En 1790, les municipalités dans la RévolutionAu
nom de notre association j’utiliserai bien l’adresse à l’assemblée des Délégués
faite par le maire de Pontivy Bourdonnay. Voici
ce que dit Bourdonnay, --vous savez que le square où nous sommes actuellement
porte son nom-- au nom de la municipalité de Pontivy, en s’adressant à
l’assemblée. “La
municipalité de Pontivy sent tout le prix de la position et de l’honneur que
vous lui avez fait en l’invitant à prendre place dans votre assemblée. Les
races futures sauront que vous êtes accourus de tous les coins de la Bretagne
et de l’Anjou, pour rompre par une glorieuse coalition le dernier anneau
d’une chaîne pesante qu ‘on masquait sous le titre trompeur de privilège”. L’initiative
de cette assemblée, ici en 1790, rompait comme on le voit avec le passé.

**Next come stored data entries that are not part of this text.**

use crate::config::schema::{ProofFile, ValidationError};
use crate::config::settings::Settings;
use serde::de::DeserializeOwned;
use std::fmt;
use std::fs;
use std::path::{Path, PathBuf};

/// Which TOML document failed to load.
#[derive(Debug, Clone, Copy, PartialEq, Eq)]
pub enum Document {
    Proof,
    Settings,
}

impl fmt::Display for Document {
    fn fmt(&self, f: &mut fmt::Formatter<'_>) -> fmt::Result {
        match self {
            Document::Proof => f.write_str("proof file"),
            Document::Settings => f.write_str("settings"),
        }
    }
}

#[derive(Debug)]
pub enum ConfigError {
    Io {
        document: Document,
        path: PathBuf,
        source: std::io::Error,
    },
    Toml {
        document: Document,
        path: Option<PathBuf>,
        source: toml_edit::de::Error,
    },
    Validation {
        path: Option<PathBuf>,
        source: ValidationError,
    },
}

impl ConfigError {
    fn with_path(self, path: &Path) -> Self {
        match self {
            ConfigError::Toml {
                document,
                path: None,
                source,
            } => ConfigError::Toml {
                document,
                path: Some(path.to_path_buf()),
                source,
            },
            ConfigError::Validation { path: None, source } => ConfigError::Validation {
                path: Some(path.to_path_buf()),
                source,
            },
            other => other,
        }
    }
}

impl fmt::Display for ConfigError {
    fn fmt(&self, f: &mut fmt::Formatter<'_>) -> fmt::Result {
        match self {
            ConfigError::Io {
                document,
                path,
                source,
            } => write!(f, "failed to read {document} {}: {source}", path.display()),
            ConfigError::Toml {
                document,
                path,
                source,
            } => match path {
                Some(path) => write!(f, "failed to parse {document} ({}): {source}", path.display()),
                None => write!(f, "failed to parse {document}: {source}"),
            },
            ConfigError::Validation { path, source } => match path {
                Some(path) => write!(f, "invalid proof file ({}):\n{source}", path.display()),
                None => write!(f, "invalid proof file:\n{source}"),
            },
        }
    }
}

impl std::error::Error for ConfigError {
    fn source(&self) -> Option<&(dyn std::error::Error + 'static)> {
        match self {
            ConfigError::Io { source, .. } => Some(source),
            ConfigError::Toml { source, .. } => Some(source),
            ConfigError::Validation { source, .. } => Some(source),
        }
    }
}

fn parse<T: DeserializeOwned>(document: Document, input: &str) -> Result<T, ConfigError> {
    toml_edit::de::from_str(input).map_err(|source| ConfigError::Toml {
        document,
        path: None,
        source,
    })
}

fn read(document: Document, path: &Path) -> Result<String, ConfigError> {
    fs::read_to_string(path).map_err(|source| ConfigError::Io {
        document,
        path: path.to_path_buf(),
        source,
    })
}

/// Parse and validate a proof file.
pub fn load_from_str(input: &str) -> Result<ProofFile, ConfigError> {
    let proof: ProofFile = parse(Document::Proof, input)?;
    proof
        .validate()
        .map_err(|source| ConfigError::Validation { path: None, source })?;
    Ok(proof)
}

pub fn load_from_path(path: &Path) -> Result<ProofFile, ConfigError> {
    let contents = read(Document::Proof, path)?;
    load_from_str(&contents).map_err(|err| err.with_path(path))
}

/// Settings read from a file are never the default configuration.
pub fn load_settings_from_str(input: &str) -> Result<Settings, ConfigError> {
    let mut settings: Settings = parse(Document::Settings, input)?;
    settings.default_configuration = false;
    Ok(settings)
}

pub fn load_settings_from_path(path: &Path) -> Result<Settings, ConfigError> {
    let contents = read(Document::Settings, path)?;
    load_settings_from_str(&contents).map_err(|err| err.with_path(path))
}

Elle
s’inscrivait dans le vaste soulèvement de la Grande Révolution française
qui allait ouvrir à notre pays et au monde entier une ère nouvelle. Le
bureau provisoire de notre Association Républicaine m’a fait l’honneur de
me confier les fonctions de Président, mandat que j’assumerai aux côtés des
autres membres du bureau jusqu’à son renouvellement tel que prévu dans nos
statuts. Je
vous remercie à mon tour d’être “accourus de tous les coins de la
Bretagne et de l‘Anjou” pour reprendre l’expression de Bourdonnay et
de manifester ainsi par votre présence votre attachement à la fraternité,
l’égalité et la liberté et aux généreuses résolutions adoptées en 1790
et gravées dans la pierre de ce magnifique monument.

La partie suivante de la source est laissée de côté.